> Assigned task:
When you have gone through the records, report how many lines include "then", giving the number and nothing more.

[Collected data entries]
/---

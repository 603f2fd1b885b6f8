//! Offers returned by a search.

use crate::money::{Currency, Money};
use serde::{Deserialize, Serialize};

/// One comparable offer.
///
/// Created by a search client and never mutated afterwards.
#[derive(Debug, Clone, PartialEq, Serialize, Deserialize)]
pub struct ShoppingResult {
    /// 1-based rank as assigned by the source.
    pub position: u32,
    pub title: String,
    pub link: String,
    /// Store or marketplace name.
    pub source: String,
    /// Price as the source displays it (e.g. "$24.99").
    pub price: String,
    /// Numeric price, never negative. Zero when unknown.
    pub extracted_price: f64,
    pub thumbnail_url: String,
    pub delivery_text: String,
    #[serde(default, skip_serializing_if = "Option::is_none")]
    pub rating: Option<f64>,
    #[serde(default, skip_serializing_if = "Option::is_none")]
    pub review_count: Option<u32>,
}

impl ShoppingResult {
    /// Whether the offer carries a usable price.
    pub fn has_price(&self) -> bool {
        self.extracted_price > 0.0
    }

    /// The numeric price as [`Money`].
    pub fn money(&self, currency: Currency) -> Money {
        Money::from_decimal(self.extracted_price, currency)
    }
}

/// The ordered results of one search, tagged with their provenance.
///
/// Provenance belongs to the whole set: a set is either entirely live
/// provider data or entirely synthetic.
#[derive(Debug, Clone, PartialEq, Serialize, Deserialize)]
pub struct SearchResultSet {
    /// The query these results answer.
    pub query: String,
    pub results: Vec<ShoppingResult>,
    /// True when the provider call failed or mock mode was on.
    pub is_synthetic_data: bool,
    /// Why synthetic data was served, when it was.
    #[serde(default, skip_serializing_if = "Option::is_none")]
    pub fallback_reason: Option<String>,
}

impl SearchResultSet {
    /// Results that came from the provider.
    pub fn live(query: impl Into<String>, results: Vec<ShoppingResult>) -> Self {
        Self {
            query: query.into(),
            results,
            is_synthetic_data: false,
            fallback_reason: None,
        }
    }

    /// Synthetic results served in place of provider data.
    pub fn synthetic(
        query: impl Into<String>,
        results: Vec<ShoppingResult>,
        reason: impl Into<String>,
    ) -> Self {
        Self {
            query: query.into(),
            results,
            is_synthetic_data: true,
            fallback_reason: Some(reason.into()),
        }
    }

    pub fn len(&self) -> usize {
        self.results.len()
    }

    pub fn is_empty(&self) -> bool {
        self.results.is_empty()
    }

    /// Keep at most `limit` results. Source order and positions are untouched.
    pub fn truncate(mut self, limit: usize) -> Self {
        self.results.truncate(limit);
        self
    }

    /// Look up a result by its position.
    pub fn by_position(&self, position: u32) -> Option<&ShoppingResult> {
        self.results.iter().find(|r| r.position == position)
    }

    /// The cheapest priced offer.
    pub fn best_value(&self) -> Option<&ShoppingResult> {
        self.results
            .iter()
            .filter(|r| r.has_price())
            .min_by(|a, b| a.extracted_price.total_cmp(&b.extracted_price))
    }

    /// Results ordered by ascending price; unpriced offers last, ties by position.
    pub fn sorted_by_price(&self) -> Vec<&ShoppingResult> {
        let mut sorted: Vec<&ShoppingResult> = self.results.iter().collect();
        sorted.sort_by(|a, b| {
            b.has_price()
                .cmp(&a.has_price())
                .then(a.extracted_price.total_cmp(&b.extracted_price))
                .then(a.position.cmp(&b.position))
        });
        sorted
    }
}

\---
/---

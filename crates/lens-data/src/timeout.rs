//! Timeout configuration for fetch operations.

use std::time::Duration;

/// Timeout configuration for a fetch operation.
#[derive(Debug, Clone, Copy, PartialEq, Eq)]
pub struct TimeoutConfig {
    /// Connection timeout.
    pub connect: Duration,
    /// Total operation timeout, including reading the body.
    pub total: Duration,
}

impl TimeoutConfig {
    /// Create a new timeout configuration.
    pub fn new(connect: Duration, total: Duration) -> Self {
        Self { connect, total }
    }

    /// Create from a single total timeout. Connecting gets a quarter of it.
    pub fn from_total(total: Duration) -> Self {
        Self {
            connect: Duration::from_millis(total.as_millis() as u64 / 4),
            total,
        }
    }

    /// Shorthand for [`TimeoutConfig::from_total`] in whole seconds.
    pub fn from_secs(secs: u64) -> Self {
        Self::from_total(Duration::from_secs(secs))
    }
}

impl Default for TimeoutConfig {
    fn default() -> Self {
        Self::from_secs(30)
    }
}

\---

> Expected answer:
2